▸ **Stored data entries**

##############################

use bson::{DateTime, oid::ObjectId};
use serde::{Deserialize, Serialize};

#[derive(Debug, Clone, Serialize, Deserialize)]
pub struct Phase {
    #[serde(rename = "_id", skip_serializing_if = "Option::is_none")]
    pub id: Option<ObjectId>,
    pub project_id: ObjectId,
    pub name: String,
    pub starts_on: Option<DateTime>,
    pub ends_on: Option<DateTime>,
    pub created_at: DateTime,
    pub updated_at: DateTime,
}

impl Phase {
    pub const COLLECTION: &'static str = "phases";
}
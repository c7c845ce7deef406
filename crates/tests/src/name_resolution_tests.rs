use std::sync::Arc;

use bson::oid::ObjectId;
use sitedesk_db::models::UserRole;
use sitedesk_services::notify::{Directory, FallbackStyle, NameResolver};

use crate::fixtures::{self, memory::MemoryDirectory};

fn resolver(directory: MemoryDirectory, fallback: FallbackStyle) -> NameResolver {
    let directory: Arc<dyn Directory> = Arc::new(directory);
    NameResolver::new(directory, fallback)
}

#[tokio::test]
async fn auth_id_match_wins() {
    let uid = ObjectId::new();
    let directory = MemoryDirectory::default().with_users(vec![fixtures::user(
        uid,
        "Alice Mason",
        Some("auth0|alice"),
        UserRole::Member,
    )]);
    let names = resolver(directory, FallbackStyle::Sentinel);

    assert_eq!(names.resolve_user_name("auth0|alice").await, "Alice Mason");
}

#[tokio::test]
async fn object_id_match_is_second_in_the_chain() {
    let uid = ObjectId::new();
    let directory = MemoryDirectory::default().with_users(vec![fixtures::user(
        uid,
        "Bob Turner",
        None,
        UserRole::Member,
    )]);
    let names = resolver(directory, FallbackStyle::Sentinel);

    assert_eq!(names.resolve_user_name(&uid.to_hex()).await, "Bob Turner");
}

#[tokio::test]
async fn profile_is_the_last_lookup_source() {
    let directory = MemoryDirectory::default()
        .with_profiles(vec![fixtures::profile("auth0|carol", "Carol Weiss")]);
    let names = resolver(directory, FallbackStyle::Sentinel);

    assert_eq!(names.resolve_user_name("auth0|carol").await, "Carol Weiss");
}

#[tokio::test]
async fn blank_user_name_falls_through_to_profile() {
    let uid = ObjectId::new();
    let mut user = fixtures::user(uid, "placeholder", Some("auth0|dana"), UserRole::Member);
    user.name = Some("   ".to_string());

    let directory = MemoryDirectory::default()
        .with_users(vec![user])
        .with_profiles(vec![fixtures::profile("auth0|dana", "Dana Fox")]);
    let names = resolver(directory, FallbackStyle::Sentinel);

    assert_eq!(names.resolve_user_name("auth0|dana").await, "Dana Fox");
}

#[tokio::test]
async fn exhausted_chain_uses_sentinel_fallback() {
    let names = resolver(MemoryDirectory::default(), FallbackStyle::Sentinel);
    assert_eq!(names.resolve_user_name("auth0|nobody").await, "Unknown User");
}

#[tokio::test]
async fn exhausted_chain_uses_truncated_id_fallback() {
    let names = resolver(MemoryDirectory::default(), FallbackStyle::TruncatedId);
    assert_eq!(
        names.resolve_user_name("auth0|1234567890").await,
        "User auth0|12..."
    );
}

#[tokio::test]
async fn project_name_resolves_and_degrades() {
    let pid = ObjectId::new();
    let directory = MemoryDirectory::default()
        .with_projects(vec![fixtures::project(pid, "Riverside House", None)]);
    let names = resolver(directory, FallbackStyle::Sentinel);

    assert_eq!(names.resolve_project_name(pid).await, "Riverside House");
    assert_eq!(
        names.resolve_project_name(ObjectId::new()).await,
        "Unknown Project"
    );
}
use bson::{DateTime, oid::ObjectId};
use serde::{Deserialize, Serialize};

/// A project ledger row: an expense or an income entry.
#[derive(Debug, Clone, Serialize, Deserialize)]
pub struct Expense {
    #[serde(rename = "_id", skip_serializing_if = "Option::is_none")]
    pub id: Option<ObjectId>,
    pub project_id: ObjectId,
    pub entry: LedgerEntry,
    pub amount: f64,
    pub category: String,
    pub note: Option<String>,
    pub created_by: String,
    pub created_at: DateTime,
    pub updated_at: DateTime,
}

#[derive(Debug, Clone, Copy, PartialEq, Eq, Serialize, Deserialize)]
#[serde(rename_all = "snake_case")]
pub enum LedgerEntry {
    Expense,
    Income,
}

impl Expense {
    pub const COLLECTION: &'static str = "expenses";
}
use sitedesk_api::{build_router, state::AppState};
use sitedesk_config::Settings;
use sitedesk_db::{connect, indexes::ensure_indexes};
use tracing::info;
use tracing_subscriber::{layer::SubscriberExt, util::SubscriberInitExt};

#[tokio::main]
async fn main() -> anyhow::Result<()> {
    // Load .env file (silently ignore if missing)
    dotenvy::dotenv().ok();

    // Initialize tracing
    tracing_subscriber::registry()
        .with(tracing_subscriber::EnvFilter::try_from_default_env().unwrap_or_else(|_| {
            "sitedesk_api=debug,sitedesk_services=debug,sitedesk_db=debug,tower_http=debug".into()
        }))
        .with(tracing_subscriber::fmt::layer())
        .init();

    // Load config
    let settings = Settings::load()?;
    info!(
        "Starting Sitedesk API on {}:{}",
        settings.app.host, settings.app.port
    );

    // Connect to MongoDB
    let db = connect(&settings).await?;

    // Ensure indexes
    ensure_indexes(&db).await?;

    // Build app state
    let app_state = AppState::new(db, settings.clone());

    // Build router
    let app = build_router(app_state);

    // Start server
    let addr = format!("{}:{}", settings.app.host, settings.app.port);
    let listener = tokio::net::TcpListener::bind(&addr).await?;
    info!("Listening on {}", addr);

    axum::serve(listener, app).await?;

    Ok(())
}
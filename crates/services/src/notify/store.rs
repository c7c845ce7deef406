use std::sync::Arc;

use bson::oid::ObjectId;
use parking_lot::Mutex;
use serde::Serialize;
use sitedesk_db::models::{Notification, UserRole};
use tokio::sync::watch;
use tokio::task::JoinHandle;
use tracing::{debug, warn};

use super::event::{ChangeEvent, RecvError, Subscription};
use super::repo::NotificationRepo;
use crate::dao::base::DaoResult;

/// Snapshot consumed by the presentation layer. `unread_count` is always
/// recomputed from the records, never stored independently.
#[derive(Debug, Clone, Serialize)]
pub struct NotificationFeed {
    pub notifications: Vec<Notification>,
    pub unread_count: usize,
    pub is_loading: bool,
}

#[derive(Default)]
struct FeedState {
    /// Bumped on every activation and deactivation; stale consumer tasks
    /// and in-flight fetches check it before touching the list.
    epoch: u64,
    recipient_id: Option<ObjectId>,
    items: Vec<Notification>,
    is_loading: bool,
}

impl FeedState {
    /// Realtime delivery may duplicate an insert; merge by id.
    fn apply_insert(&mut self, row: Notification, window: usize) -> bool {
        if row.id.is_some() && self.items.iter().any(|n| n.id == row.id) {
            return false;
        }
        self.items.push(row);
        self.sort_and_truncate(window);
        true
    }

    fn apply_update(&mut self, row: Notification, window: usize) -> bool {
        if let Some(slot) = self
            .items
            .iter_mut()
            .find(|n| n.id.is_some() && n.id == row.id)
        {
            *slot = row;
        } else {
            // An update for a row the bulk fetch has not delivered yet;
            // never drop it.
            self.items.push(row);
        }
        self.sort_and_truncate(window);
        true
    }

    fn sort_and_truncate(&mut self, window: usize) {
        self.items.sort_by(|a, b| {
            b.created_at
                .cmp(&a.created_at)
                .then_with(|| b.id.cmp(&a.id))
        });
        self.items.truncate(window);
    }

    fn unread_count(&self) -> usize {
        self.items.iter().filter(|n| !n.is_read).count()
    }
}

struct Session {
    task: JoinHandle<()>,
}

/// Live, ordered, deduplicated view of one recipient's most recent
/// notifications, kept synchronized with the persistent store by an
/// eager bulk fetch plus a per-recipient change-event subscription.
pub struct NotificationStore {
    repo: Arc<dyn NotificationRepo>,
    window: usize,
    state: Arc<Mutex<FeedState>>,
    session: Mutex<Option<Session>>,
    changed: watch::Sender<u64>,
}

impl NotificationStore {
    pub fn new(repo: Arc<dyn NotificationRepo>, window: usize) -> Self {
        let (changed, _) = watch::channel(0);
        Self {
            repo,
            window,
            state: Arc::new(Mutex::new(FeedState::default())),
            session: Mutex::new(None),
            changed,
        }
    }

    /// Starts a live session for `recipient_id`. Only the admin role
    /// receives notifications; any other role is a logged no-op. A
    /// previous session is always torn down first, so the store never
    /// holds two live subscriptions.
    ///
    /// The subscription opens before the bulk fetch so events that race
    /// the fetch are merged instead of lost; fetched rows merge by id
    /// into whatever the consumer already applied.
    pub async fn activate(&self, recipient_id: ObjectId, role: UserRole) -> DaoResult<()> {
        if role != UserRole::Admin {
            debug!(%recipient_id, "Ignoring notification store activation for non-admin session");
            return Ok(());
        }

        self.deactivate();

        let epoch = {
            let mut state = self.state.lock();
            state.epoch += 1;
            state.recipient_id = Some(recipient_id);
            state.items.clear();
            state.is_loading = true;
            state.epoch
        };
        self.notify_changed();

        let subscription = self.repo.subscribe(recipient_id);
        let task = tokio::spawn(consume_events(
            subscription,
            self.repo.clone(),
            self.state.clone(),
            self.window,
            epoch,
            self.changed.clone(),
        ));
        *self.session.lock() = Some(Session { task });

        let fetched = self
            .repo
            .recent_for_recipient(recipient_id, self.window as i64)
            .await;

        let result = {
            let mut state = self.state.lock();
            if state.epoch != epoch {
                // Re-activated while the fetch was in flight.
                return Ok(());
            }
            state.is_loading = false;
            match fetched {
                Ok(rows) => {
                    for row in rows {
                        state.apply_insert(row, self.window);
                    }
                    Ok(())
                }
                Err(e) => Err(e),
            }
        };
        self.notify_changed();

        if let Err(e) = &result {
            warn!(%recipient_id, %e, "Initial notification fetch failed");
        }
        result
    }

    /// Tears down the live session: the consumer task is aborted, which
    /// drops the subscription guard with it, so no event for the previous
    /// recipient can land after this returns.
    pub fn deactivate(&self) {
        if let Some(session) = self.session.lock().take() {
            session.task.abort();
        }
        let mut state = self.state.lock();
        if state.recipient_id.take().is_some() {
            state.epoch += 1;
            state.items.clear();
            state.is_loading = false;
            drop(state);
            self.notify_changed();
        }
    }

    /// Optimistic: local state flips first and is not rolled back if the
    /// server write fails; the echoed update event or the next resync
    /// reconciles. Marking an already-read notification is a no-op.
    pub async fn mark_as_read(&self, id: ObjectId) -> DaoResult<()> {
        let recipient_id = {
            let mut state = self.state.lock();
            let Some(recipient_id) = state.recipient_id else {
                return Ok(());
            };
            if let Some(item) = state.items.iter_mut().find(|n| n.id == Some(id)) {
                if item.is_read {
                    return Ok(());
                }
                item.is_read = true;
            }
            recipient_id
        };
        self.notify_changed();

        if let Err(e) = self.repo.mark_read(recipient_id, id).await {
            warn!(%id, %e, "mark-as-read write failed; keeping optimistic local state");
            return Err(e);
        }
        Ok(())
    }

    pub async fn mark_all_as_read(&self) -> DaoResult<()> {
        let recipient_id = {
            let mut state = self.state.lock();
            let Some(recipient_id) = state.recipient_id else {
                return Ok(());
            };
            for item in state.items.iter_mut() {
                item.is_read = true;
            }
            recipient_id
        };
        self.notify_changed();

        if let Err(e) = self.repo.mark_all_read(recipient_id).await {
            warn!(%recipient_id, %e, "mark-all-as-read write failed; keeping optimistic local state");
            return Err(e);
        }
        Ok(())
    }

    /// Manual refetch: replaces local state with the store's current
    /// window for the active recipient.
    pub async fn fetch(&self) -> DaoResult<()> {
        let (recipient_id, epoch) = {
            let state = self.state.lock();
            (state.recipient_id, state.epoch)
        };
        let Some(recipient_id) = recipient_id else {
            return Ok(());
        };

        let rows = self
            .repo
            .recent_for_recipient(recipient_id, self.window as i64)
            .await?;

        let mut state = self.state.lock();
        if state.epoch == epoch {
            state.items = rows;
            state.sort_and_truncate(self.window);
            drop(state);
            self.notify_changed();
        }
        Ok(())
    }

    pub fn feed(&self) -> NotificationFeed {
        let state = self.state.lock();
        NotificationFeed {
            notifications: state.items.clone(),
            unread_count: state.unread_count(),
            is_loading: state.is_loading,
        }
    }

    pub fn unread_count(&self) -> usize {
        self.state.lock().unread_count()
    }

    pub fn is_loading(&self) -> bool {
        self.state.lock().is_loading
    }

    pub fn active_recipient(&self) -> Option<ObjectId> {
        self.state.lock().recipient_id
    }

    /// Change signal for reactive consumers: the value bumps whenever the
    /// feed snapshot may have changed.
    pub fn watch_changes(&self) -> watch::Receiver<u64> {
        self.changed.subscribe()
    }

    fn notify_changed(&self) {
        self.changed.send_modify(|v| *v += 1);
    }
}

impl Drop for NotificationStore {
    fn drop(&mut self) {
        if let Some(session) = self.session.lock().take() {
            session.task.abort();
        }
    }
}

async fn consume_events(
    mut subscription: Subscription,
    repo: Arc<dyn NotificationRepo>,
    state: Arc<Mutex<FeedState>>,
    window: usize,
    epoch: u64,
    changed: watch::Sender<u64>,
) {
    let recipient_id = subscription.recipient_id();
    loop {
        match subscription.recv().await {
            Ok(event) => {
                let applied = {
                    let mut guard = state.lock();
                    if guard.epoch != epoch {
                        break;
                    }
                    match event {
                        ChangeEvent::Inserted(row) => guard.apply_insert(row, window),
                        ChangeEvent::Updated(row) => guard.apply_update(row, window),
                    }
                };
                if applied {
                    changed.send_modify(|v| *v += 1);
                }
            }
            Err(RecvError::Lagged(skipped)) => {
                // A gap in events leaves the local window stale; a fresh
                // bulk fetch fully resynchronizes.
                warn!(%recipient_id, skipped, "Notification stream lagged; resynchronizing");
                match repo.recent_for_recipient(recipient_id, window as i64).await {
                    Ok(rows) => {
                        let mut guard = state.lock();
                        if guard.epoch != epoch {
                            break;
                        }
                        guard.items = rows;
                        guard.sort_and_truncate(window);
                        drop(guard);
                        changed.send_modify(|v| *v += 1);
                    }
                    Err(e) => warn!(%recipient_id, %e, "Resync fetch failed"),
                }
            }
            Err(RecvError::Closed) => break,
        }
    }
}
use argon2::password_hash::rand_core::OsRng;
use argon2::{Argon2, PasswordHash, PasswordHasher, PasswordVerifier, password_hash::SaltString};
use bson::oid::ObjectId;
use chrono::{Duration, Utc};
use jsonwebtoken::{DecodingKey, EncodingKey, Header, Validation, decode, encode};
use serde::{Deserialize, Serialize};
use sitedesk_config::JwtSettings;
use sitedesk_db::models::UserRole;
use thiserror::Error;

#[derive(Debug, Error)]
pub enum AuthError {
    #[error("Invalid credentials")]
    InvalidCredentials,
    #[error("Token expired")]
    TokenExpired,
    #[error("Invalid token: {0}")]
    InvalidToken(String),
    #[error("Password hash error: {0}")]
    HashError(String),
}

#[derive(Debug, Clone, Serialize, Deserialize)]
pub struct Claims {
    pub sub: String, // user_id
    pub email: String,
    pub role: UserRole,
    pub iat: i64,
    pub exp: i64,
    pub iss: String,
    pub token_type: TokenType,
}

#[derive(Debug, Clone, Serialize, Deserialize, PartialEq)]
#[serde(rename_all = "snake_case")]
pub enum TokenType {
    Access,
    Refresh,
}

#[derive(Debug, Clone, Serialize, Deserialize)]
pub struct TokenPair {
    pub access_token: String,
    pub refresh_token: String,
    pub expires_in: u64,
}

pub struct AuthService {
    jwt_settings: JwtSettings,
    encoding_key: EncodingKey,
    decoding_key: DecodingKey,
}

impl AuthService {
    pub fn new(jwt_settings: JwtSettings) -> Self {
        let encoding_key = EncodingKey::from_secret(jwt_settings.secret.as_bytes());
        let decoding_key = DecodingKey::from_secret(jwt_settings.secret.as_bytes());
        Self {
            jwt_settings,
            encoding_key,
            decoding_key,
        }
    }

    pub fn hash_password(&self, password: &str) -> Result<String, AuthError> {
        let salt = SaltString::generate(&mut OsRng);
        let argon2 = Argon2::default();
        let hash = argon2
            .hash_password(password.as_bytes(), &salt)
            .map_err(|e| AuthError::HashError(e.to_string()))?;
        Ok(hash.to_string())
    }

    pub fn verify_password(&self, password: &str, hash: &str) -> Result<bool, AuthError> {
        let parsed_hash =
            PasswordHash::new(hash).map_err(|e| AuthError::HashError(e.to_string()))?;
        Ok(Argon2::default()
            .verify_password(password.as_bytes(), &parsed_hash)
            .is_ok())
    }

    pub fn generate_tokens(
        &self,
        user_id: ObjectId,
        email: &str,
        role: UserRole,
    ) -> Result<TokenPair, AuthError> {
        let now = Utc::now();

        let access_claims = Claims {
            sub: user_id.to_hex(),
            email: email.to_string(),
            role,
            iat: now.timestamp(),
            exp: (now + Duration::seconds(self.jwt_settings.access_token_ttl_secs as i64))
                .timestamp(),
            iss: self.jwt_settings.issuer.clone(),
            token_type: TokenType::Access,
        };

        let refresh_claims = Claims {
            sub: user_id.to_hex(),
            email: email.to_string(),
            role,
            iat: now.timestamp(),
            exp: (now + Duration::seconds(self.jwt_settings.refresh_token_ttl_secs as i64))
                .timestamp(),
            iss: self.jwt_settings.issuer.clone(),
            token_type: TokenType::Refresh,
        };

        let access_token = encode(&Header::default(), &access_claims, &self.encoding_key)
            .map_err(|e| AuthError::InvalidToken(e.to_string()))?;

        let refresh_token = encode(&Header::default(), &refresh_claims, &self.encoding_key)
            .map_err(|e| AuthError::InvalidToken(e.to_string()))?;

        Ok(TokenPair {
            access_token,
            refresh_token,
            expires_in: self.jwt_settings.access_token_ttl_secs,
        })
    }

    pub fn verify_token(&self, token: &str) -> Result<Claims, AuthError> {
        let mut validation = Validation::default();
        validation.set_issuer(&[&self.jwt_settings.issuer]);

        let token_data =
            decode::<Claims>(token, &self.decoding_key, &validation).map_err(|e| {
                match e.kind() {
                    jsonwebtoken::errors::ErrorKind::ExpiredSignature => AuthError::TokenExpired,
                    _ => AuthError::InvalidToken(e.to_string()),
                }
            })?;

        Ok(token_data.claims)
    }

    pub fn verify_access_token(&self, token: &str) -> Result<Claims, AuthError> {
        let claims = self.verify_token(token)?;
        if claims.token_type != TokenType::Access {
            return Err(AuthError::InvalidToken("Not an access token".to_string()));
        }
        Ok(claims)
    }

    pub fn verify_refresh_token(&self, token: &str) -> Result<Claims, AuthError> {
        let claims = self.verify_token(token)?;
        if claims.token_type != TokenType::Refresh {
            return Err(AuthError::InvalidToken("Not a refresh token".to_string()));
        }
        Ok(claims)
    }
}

##############################

▸ **PROBLEM REQUIREMENTS**
Return each line of the records above in which the word "DaoResult" occurs.

▸ **EXPECTED ANSWER**
use crate::dao::base::DaoResult;
    pub async fn activate(&self, recipient_id: ObjectId, role: UserRole) -> DaoResult<()> {
    pub async fn mark_as_read(&self, id: ObjectId) -> DaoResult<()> {
    pub async fn mark_all_as_read(&self) -> DaoResult<()> {
    pub async fn fetch(&self) -> DaoResult<()> {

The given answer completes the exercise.